In September 2018, a ground was introduced to issue an LOC to restrain a person from going abroad if their departure was detrimental to the “economic interest” of the country. The following month, a new clause was introduced empowering the chairperson of the State Bank of India (SBI) and the managing director and chief executive officers of all other PSBs to request immigration authorities to issue LOCs against default borrowers.
The default borrowers included not only the borrowers but also the guarantors for repayment of loans, and the principal officers or directors of corporate entities in debt.
Petitioners’ argument
The aggrieved petitioners contested the portion of OMs that allowed PSBs to request an LOC against a “defaulting borrower”.
Senior advocate Birendra Saraf (who is now Advocate General for Maharashtra) argued that the OMs infringed upon the petitioners’ fundamental rights, including the right to life with dignity under Article 21.
The petitioners argued that the “economic interest of India” cannot be the same as “financial interests” of a PSB, and that the government’s action was a “classic case” of “improper and impermissible” classification between public sector and private banks, both of which are regulated by the Reserve Bank of India (RBI).
Centre’s submission
Senior advocate Anil Singh, who was Additional Solicitor General at the time, argued for the MHA that deprivation of life or personal liberty can be done only through procedure established by law, and the impugned circulars contained such “checks and balances”.
Singh argued that the steps were taken after a surge in the number of wilful defaulters and economic offenders, some of whom had fled the country after “usurping” public money.
What the court said
The court observed that the government had failed to show that debt had been recovered because the person had been denied permission to travel abroad. “…The LOCs boil down to nothing but a strong-arm tactic to bypass or leapfrog what public sector banks clearly see as inconveniences and irritants — the courts of law,” it said. (Viraj Chetan Shah v Union Of India & Anr)

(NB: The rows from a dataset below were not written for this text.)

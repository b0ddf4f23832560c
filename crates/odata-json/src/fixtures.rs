//! Test schema and sample data shared by the unit tests.

use rust_decimal::Decimal;
use uuid::Uuid;

use crate::edm::{
    ComplexType, Edm, EntityType, EnumType, GeoKind, NavigationDecl, PrimitiveKind, PropertyDecl,
    TypeDefinition,
};
use crate::model::builder::EntityBuilder;
use crate::model::entity::{Entity, EntityCollection, NavigationLink};
use crate::model::temporal::{Date, DateTimeOffset, Duration, TimeOfDay};
use crate::model::value::ComplexValue;

pub const ET_ALL_PRIM: &str = "olingo.odata.test1.ETAllPrim";
pub const ET_TWO_PRIM: &str = "olingo.odata.test1.ETTwoPrim";
pub const ET_BASE: &str = "olingo.odata.test1.ETBase";
pub const ET_MIX_PRIM_COLL_COMP: &str = "olingo.odata.test1.ETMixPrimCollComp";
pub const ET_FOUR_KEY_ALIAS: &str = "olingo.odata.test1.ETFourKeyAlias";
pub const ET_MEDIA: &str = "olingo.odata.test1.ETMedia";
pub const ET_WITH_STREAM: &str = "olingo.odata.test1.ETWithStream";
pub const ET_MIX_ENUM_DEF: &str = "olingo.odata.test1.ETMixEnumDefCollComp";
pub const ET_GEO: &str = "olingo.odata.test1.ETGeo";
pub const ET_PEOPLE: &str = "olingo.odata.test1.ETPeople";

pub const CT_TWO_PRIM: &str = "olingo.odata.test1.CTTwoPrim";
pub const CT_BASE: &str = "olingo.odata.test1.CTBase";
pub const CT_COMP_COMP: &str = "olingo.odata.test1.CTCompComp";
pub const EN_STRING: &str = "olingo.odata.test1.ENString";
pub const TD_STRING: &str = "olingo.odata.test1.TDString";

fn int16_key() -> PropertyDecl {
    PropertyDecl::primitive("PropertyInt16", PrimitiveKind::Int16).not_null()
}

pub fn edm() -> Edm {
    use PrimitiveKind as K;

    let mut edm = Edm::new();

    edm.add_complex_type(
        ComplexType::new(CT_TWO_PRIM)
            .property(int16_key())
            .property(PropertyDecl::primitive("PropertyString", K::String)),
    );
    edm.add_complex_type(
        ComplexType::new(CT_BASE)
            .base_type(CT_TWO_PRIM)
            .property(PropertyDecl::primitive("AdditionalPropString", K::String)),
    );
    edm.add_complex_type(
        ComplexType::new(CT_COMP_COMP).property(PropertyDecl::complex("PropertyComp", CT_TWO_PRIM)),
    );
    edm.add_enum_type(
        EnumType::new(EN_STRING)
            .flags()
            .member("String1", 1)
            .member("String2", 2)
            .member("String3", 4),
    );
    edm.add_type_definition(TypeDefinition::new(TD_STRING, K::String));

    edm.add_entity_type(
        EntityType::new(ET_ALL_PRIM)
            .key("PropertyInt16")
            .property(int16_key())
            .property(PropertyDecl::primitive("PropertyString", K::String))
            .property(PropertyDecl::primitive("PropertyBoolean", K::Boolean))
            .property(PropertyDecl::primitive("PropertyByte", K::Byte))
            .property(PropertyDecl::primitive("PropertySByte", K::SByte))
            .property(PropertyDecl::primitive("PropertyInt32", K::Int32))
            .property(PropertyDecl::primitive("PropertyInt64", K::Int64))
            .property(PropertyDecl::primitive("PropertySingle", K::Single))
            .property(PropertyDecl::primitive("PropertyDouble", K::Double))
            .property(PropertyDecl::primitive("PropertyDecimal", K::Decimal))
            .property(PropertyDecl::primitive("PropertyBinary", K::Binary))
            .property(PropertyDecl::primitive("PropertyDate", K::Date))
            .property(PropertyDecl::primitive("PropertyDateTimeOffset", K::DateTimeOffset))
            .property(PropertyDecl::primitive("PropertyDuration", K::Duration))
            .property(PropertyDecl::primitive("PropertyGuid", K::Guid))
            .property(PropertyDecl::primitive("PropertyTimeOfDay", K::TimeOfDay))
            .navigation(NavigationDecl::one("NavPropertyETTwoPrimOne", ET_TWO_PRIM))
            .navigation(NavigationDecl::many("NavPropertyETTwoPrimMany", ET_TWO_PRIM))
            .entity_set("ESAllPrim"),
    );
    edm.add_entity_type(
        EntityType::new(ET_TWO_PRIM)
            .key("PropertyInt16")
            .property(int16_key())
            .property(PropertyDecl::primitive("PropertyString", K::String))
            .navigation(NavigationDecl::one("NavPropertyETAllPrimOne", ET_ALL_PRIM))
            .navigation(NavigationDecl::many("NavPropertyETAllPrimMany", ET_ALL_PRIM))
            .entity_set("ESTwoPrim"),
    );
    edm.add_entity_type(
        EntityType::new(ET_BASE)
            .base_type(ET_TWO_PRIM)
            .property(PropertyDecl::primitive("AdditionalPropertyString_5", K::String))
            .entity_set("ESBase"),
    );
    edm.add_entity_type(
        EntityType::new(ET_MIX_PRIM_COLL_COMP)
            .key("PropertyInt16")
            .property(int16_key())
            .property(PropertyDecl::primitive("CollPropertyString", K::String).collection())
            .property(PropertyDecl::complex("PropertyComp", CT_TWO_PRIM))
            .property(PropertyDecl::complex("CollPropertyComp", CT_TWO_PRIM).collection())
            .entity_set("ESMixPrimCollComp"),
    );
    edm.add_entity_type(
        EntityType::new(ET_FOUR_KEY_ALIAS)
            .key("PropertyInt16")
            .key_alias(["PropertyComp", "PropertyInt16"], "KeyAlias1")
            .key_alias(["PropertyComp", "PropertyString"], "KeyAlias2")
            .key_alias(["PropertyCompComp", "PropertyComp", "PropertyString"], "KeyAlias3")
            .property(int16_key())
            .property(PropertyDecl::complex("PropertyComp", CT_TWO_PRIM))
            .property(PropertyDecl::complex("PropertyCompComp", CT_COMP_COMP))
            .entity_set("ESFourKeyAlias"),
    );
    edm.add_entity_type(
        EntityType::new(ET_MEDIA)
            .key("PropertyInt16")
            .property(int16_key())
            .media()
            .entity_set("ESMedia"),
    );
    edm.add_entity_type(
        EntityType::new(ET_WITH_STREAM)
            .key("PropertyInt16")
            .property(int16_key())
            .property(PropertyDecl::primitive("PropertyStream", K::Stream))
            .entity_set("ESWithStream"),
    );
    edm.add_entity_type(
        EntityType::new(ET_MIX_ENUM_DEF)
            .key("PropertyInt16")
            .property(int16_key())
            .property(PropertyDecl::enumeration("PropertyEnumString", EN_STRING))
            .property(PropertyDecl::definition("PropertyDefString", TD_STRING))
            .property(PropertyDecl::enumeration("CollPropertyEnumString", EN_STRING).collection())
            .entity_set("ESMixEnumDefCollComp"),
    );
    edm.add_entity_type(
        EntityType::new(ET_GEO)
            .key("PropertyInt16")
            .property(int16_key())
            .property(PropertyDecl::primitive("PropertyPoint", K::Geography(GeoKind::Point)))
            .entity_set("ESGeo"),
    );
    edm.add_entity_type(
        EntityType::new(ET_PEOPLE)
            .key("id")
            .property(PropertyDecl::primitive("id", K::Int32).not_null())
            .property(PropertyDecl::primitive("name", K::String))
            .navigation(NavigationDecl::many("friends", ET_PEOPLE))
            .entity_set("ESPeople"),
    );

    edm
}

// =============================================================================
// Data
// =============================================================================

/// The first entity of ESAllPrim: every property at its positive extreme.
pub fn all_prim() -> Entity {
    EntityBuilder::new(ET_ALL_PRIM)
        .property("PropertyInt16", i16::MAX)
        .property("PropertyString", "First Resource - positive values")
        .property("PropertyBoolean", true)
        .property("PropertyByte", u8::MAX)
        .property("PropertySByte", i8::MAX)
        .property("PropertyInt32", i32::MAX)
        .property("PropertyInt64", i64::MAX)
        .property("PropertySingle", 1.79e20f32)
        .property("PropertyDouble", -1.79e19f64)
        .property("PropertyDecimal", Decimal::from(34))
        .property(
            "PropertyBinary",
            vec![0x01u8, 0x23, 0x45, 0x67, 0x89, 0xAB, 0xCD, 0xEF],
        )
        .property("PropertyDate", Date::from_ymd(2012, 12, 3).unwrap())
        .property(
            "PropertyDateTimeOffset",
            DateTimeOffset::from_ymd_hms(2012, 12, 3, 7, 16, 23).unwrap(),
        )
        .property("PropertyDuration", Duration::from_secs(6))
        .property(
            "PropertyGuid",
            Uuid::from_u128(0x0123_4567_89ab_cdef_0123_4567_89ab_cdef),
        )
        .property("PropertyTimeOfDay", TimeOfDay::from_hms(3, 26, 5).unwrap())
        .build()
}

/// Properties of [`all_prim`] as written at minimal metadata.
pub const ALL_PRIM_MEMBERS: &str = concat!(
    r#""PropertyInt16":32767,"PropertyString":"First Resource - positive values","#,
    r#""PropertyBoolean":true,"PropertyByte":255,"PropertySByte":127,"#,
    r#""PropertyInt32":2147483647,"PropertyInt64":9223372036854775807,"#,
    r#""PropertySingle":1.79E20,"PropertyDouble":-1.79E19,"PropertyDecimal":34,"#,
    r#""PropertyBinary":"ASNFZ4mrze8=","PropertyDate":"2012-12-03","#,
    r#""PropertyDateTimeOffset":"2012-12-03T07:16:23Z","PropertyDuration":"PT6S","#,
    r#""PropertyGuid":"01234567-89ab-cdef-0123-456789abcdef","PropertyTimeOfDay":"03:26:05""#,
);

/// An ETAllPrim entity with only its key set; every other property is null.
pub fn all_prim_nulls(key: i16) -> Entity {
    let mut builder = EntityBuilder::new(ET_ALL_PRIM).property("PropertyInt16", key);
    for name in [
        "PropertyString",
        "PropertyBoolean",
        "PropertyByte",
        "PropertySByte",
        "PropertyInt32",
        "PropertyInt64",
        "PropertySingle",
        "PropertyDouble",
        "PropertyDecimal",
        "PropertyBinary",
        "PropertyDate",
        "PropertyDateTimeOffset",
        "PropertyDuration",
        "PropertyGuid",
        "PropertyTimeOfDay",
    ] {
        builder = builder.null(name);
    }
    builder.build()
}

pub fn es_all_prim() -> EntityCollection {
    EntityCollection::new(vec![all_prim(), all_prim_nulls(0)])
}

pub fn two_prim(key: i16, text: &str) -> Entity {
    EntityBuilder::new(ET_TWO_PRIM)
        .property("PropertyInt16", key)
        .property("PropertyString", text)
        .build()
}

pub fn comp_two_prim(key: i16, text: &str) -> ComplexValue {
    ComplexValue::new()
        .property("PropertyInt16", key)
        .property("PropertyString", text)
}

pub fn es_four_key_alias() -> Entity {
    EntityBuilder::new(ET_FOUR_KEY_ALIAS)
        .property("PropertyInt16", 1i16)
        .property("PropertyComp", comp_two_prim(11, "Num11"))
        .property(
            "PropertyCompComp",
            ComplexValue::new().property("PropertyComp", comp_two_prim(111, "Num111")),
        )
        .build()
}

const PEOPLE: [&str; 4] = ["A", "B", "C", "D"];

/// Friendship edges of ESPeople: A and B and C know each other, C knows D.
fn friends_of(id: i32) -> &'static [i32] {
    match id {
        0 => &[1, 2],
        1 => &[0, 2],
        2 => &[0, 1, 3],
        _ => &[],
    }
}

/// Builds person `id` with its friends inlined `depth` hops deep.
pub fn person(id: i32, depth: u32) -> Entity {
    let mut builder = EntityBuilder::new(ET_PEOPLE)
        .property("id", id)
        .property("name", PEOPLE[id as usize]);
    if depth > 0 {
        let friends = friends_of(id)
            .iter()
            .map(|f| person(*f, depth - 1))
            .collect();
        builder = builder.link(NavigationLink::to_many("friends", EntityCollection::new(friends)));
    }
    builder.build()
}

The court held that the fundamental right to travel abroad cannot be curtailed by executive action without any government statute or controlling statutory provision:
“The fact that the public sector bank is directly concerned with the recovery of debt and is yet armed with this unilateral power only makes matters worse… The right to Article 21 cannot be abrogated in this fashion. Here, the public sector bank becomes judge and executioner at once.

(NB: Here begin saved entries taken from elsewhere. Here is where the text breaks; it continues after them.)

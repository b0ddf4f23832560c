//! Token-level JSON writer.
//!
//! Tracks object and array nesting so callers never emit separators by hand.
//! Text is escaped through `serde_json`, which reports failures as I/O errors;
//! the methods that escape text therefore return `io::Result`.

use std::fmt::Display;
use std::io;

use serde_json::Value as JsonValue;

use crate::util::format_double;

/// Writer for building a JSON document into a byte buffer.
#[derive(Debug, Clone, Default)]
pub struct JsonWriter {
    buf: Vec<u8>,
    /// One entry per open container: whether it already holds an item.
    scopes: Vec<bool>,
    /// Set between a member name and its value.
    after_name: bool,
}

impl JsonWriter {
    /// Creates a new writer.
    pub fn new() -> Self {
        Self::default()
    }

    /// Creates a new writer with capacity.
    pub fn with_capacity(capacity: usize) -> Self {
        Self {
            buf: Vec::with_capacity(capacity),
            ..Self::default()
        }
    }

    /// Returns the written bytes.
    pub fn into_bytes(self) -> Vec<u8> {
        self.buf
    }

    /// Returns a reference to the written bytes.
    pub fn as_bytes(&self) -> &[u8] {
        &self.buf
    }

    /// Returns the number of buffered bytes.
    pub fn len(&self) -> usize {
        self.buf.len()
    }

    /// Returns true if no bytes are buffered.
    pub fn is_empty(&self) -> bool {
        self.buf.is_empty()
    }

    /// Takes the buffered bytes, keeping the nesting state.
    pub fn take_bytes(&mut self) -> Vec<u8> {
        std::mem::take(&mut self.buf)
    }

    /// Drops the buffered bytes, keeping the nesting state.
    pub fn discard(&mut self) {
        self.buf.clear();
    }

    /// Returns the current container depth.
    pub fn depth(&self) -> usize {
        self.scopes.len()
    }

    /// Emits the separator owed before the next value or member.
    fn separate(&mut self) {
        if self.after_name {
            self.after_name = false;
            return;
        }
        if let Some(has_items) = self.scopes.last_mut() {
            if *has_items {
                self.buf.push(b',');
            }
            *has_items = true;
        }
    }

    // =========================================================================
    // Containers
    // =========================================================================

    pub fn begin_object(&mut self) {
        self.separate();
        self.buf.push(b'{');
        self.scopes.push(false);
    }

    pub fn end_object(&mut self) {
        self.scopes.pop();
        self.buf.push(b'}');
    }

    pub fn begin_array(&mut self) {
        self.separate();
        self.buf.push(b'[');
        self.scopes.push(false);
    }

    pub fn end_array(&mut self) {
        self.scopes.pop();
        self.buf.push(b']');
    }

    /// Writes an object member name; the next token is its value.
    pub fn name(&mut self, name: &str) -> io::Result<()> {
        self.separate();
        serde_json::to_writer(&mut self.buf, name)?;
        self.buf.push(b':');
        self.after_name = true;
        Ok(())
    }

    // =========================================================================
    // Scalars
    // =========================================================================

    /// Writes an escaped, quoted string.
    pub fn string(&mut self, value: &str) -> io::Result<()> {
        self.separate();
        serde_json::to_writer(&mut self.buf, value)?;
        Ok(())
    }

    /// Writes a pre-formatted token (number, `true`) verbatim.
    pub fn raw(&mut self, token: &str) {
        self.separate();
        self.buf.extend_from_slice(token.as_bytes());
    }

    pub fn null(&mut self) {
        self.raw("null");
    }

    pub fn bool(&mut self, value: bool) {
        self.raw(if value { "true" } else { "false" });
    }

    /// Writes an integer, quoted when `quoted` is set.
    pub fn integer(&mut self, value: impl Display, quoted: bool) {
        if quoted {
            self.raw(&format!("\"{}\"", value));
        } else {
            self.raw(&value.to_string());
        }
    }

    // =========================================================================
    // Members
    // =========================================================================

    /// Writes a string-valued member.
    pub fn string_member(&mut self, name: &str, value: &str) -> io::Result<()> {
        self.name(name)?;
        self.string(value)
    }

    /// Writes a member whose value is `null`.
    pub fn null_member(&mut self, name: &str) -> io::Result<()> {
        self.name(name)?;
        self.null();
        Ok(())
    }

    // =========================================================================
    // Documents
    // =========================================================================

    /// Writes a `serde_json` tree.
    ///
    /// Floating point numbers use the same text form as Double properties.
    pub fn json_value(&mut self, value: &JsonValue) -> io::Result<()> {
        match value {
            JsonValue::Null => self.null(),
            JsonValue::Bool(b) => self.bool(*b),
            JsonValue::Number(n) => {
                if let Some(i) = n.as_i64() {
                    self.raw(&i.to_string());
                } else if let Some(u) = n.as_u64() {
                    self.raw(&u.to_string());
                } else {
                    self.raw(&format_double(n.as_f64().unwrap_or(f64::NAN)));
                }
            }
            JsonValue::String(s) => self.string(s)?,
            JsonValue::Array(items) => {
                self.begin_array();
                for item in items {
                    self.json_value(item)?;
                }
                self.end_array();
            }
            JsonValue::Object(members) => {
                self.begin_object();
                for (name, member) in members {
                    self.name(name)?;
                    self.json_value(member)?;
                }
                self.end_object();
            }
        }
        Ok(())
    }
}

#[cfg(test)]
mod tests {
    use super::*;
    use serde_json::json;

    fn text(w: JsonWriter) -> String {
        String::from_utf8(w.into_bytes()).unwrap()
    }

    #[test]
    fn test_separators() {
        let mut w = JsonWriter::new();
        w.begin_object();
        w.string_member("a", "x").unwrap();
        w.name("b").unwrap();
        w.begin_array();
        w.integer(1, false);
        w.integer(2, true);
        w.null();
        w.begin_object();
        w.end_object();
        w.end_array();
        w.null_member("c").unwrap();
        w.end_object();
        assert_eq!(text(w), r#"{"a":"x","b":[1,"2",null,{}],"c":null}"#);
    }

    #[test]
    fn test_unsigned_integer_not_clamped() {
        let mut w = JsonWriter::new();
        w.begin_array();
        w.integer(u64::MAX, false);
        w.integer(u64::MAX, true);
        w.end_array();
        assert_eq!(text(w), r#"[18446744073709551615,"18446744073709551615"]"#);
    }

    #[test]
    fn test_string_escaping() {
        let mut w = JsonWriter::new();
        w.string("Quote\"Back\\slash/\n\u{1}").unwrap();
        assert_eq!(text(w), r#""Quote\"Back\\slash/\n\u0001""#);
    }

    #[test]
    fn test_json_value_floats() {
        let mut w = JsonWriter::new();
        w.json_value(&json!({"type": "Point", "coordinates": [1.5, 4.25, 1e20, 7]}))
            .unwrap();
        assert_eq!(
            text(w),
            r#"{"type":"Point","coordinates":[1.5,4.25,1.0E20,7]}"#
        );
    }

    #[test]
    fn test_take_bytes_keeps_state() {
        let mut w = JsonWriter::new();
        w.begin_array();
        w.string("a").unwrap();
        let first = w.take_bytes();
        w.string("b").unwrap();
        w.end_array();
        assert_eq!(first, b"[\"a\"");
        assert_eq!(text(w), ",\"b\"]");
    }
}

“…In effect, the Chairpersons, MDs and CEOs have been elevated to the same status as high-ranking police officers. This is simply incomprehensible,” the court said.
The court noted that except SBI, there is no PSB among India’s top five banking companies. It noted that “If a borrower arranges its or her or his affairs so that the dealings are only with non-public sector banks, no LOC can ever be issued against the borrower… But if there is even one public sector bank, then there is a risk of an LOC being issued.”

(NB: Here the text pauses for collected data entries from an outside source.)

//! Floating point text formatting.
//!
//! OData JSON payloads carry Single and Double values in the shortest form that
//! round-trips, using plain notation for magnitudes in `[1e-3, 1e7)` and
//! computerized scientific notation (`1.79E20`) outside it. Plain values always
//! carry a fractional part (`1790.0`).

/// Formats a Double value. Non-finite values map to `NaN`, `INF` and `-INF`.
pub fn format_double(value: f64) -> String {
    if value.is_nan() {
        return "NaN".to_string();
    }
    if value.is_infinite() {
        return if value > 0.0 { "INF" } else { "-INF" }.to_string();
    }
    if value == 0.0 {
        return if value.is_sign_negative() { "-0.0" } else { "0.0" }.to_string();
    }
    layout(&format!("{:e}", value))
}

/// Formats a Single value using its own shortest representation.
///
/// Widening to f64 first would expose binary noise (`1.79E20` would become
/// `1.7900000164027025E20`).
pub fn format_single(value: f32) -> String {
    if value.is_nan() {
        return "NaN".to_string();
    }
    if value.is_infinite() {
        return if value > 0.0 { "INF" } else { "-INF" }.to_string();
    }
    if value == 0.0 {
        return if value.is_sign_negative() { "-0.0" } else { "0.0" }.to_string();
    }
    layout(&format!("{:e}", value))
}

/// Re-lays a Rust `{:e}` rendering (`-1.79e20`, `1e-3`) out in the wire form.
fn layout(sci: &str) -> String {
    let (negative, body) = match sci.strip_prefix('-') {
        Some(rest) => (true, rest),
        None => (false, sci),
    };
    let (mantissa, exp) = match body.split_once('e') {
        Some((m, e)) => (m, e.parse::<i32>().unwrap_or(0)),
        None => (body, 0),
    };
    let digits: String = mantissa.chars().filter(|c| *c != '.').collect();

    let mut out = String::with_capacity(digits.len() + 8);
    if negative {
        out.push('-');
    }

    if (-3..7).contains(&exp) {
        if exp >= 0 {
            let int_len = exp as usize + 1;
            if digits.len() > int_len {
                out.push_str(&digits[..int_len]);
                out.push('.');
                out.push_str(&digits[int_len..]);
            } else {
                out.push_str(&digits);
                out.extend(std::iter::repeat_n('0', int_len - digits.len()));
                out.push_str(".0");
            }
        } else {
            out.push_str("0.");
            out.extend(std::iter::repeat_n('0', (-exp - 1) as usize));
            out.push_str(&digits);
        }
    } else {
        out.push_str(&digits[..1]);
        out.push('.');
        if digits.len() > 1 {
            out.push_str(&digits[1..]);
        } else {
            out.push('0');
        }
        out.push('E');
        out.push_str(&exp.to_string());
    }
    out
}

It is not that only PSBs were affected, the court said. The entities that Nirav Modi and Vijay Mallya, whom the Centre had mentioned in its written submissions, controlled “also had exposure to other banks”, it said. The court disagreed with the “wholly artificial distinction between those who borrow from one or more public sector banks and those who borrow only from private sector banks”.
Thus, the “inclusion of only PSBs is ultra vires Article 14 as being an impermissible and invalid classification, and being manifestly arbitrary”, the court held.
What happens now
The court clarified that its order would not affect any existing restraint order issued by a competent authority, court, Debt Recovery Tribunal, or investigative or enforcement agency. “The invalidation of the present LOCs cannot and will not affect such orders,” it said.
The court said banks were “always at liberty” to apply to any court or tribunal for an order against an individual borrower, guarantor, or indebted person, restraining them from travelling overseas. Banks can also invoke their powers under the Fugitive Economic Offenders Act, 2018, where applicable.
The Bench turned down the Centre’s request to stay the operation of the verdict, but the Centre has the option of challenging the judgment in the Supreme Court.
The HC also clarified that its judgment will not prevent the central government from framing an appropriate law and establishing procedure consistent with Article 21 of the Constitution.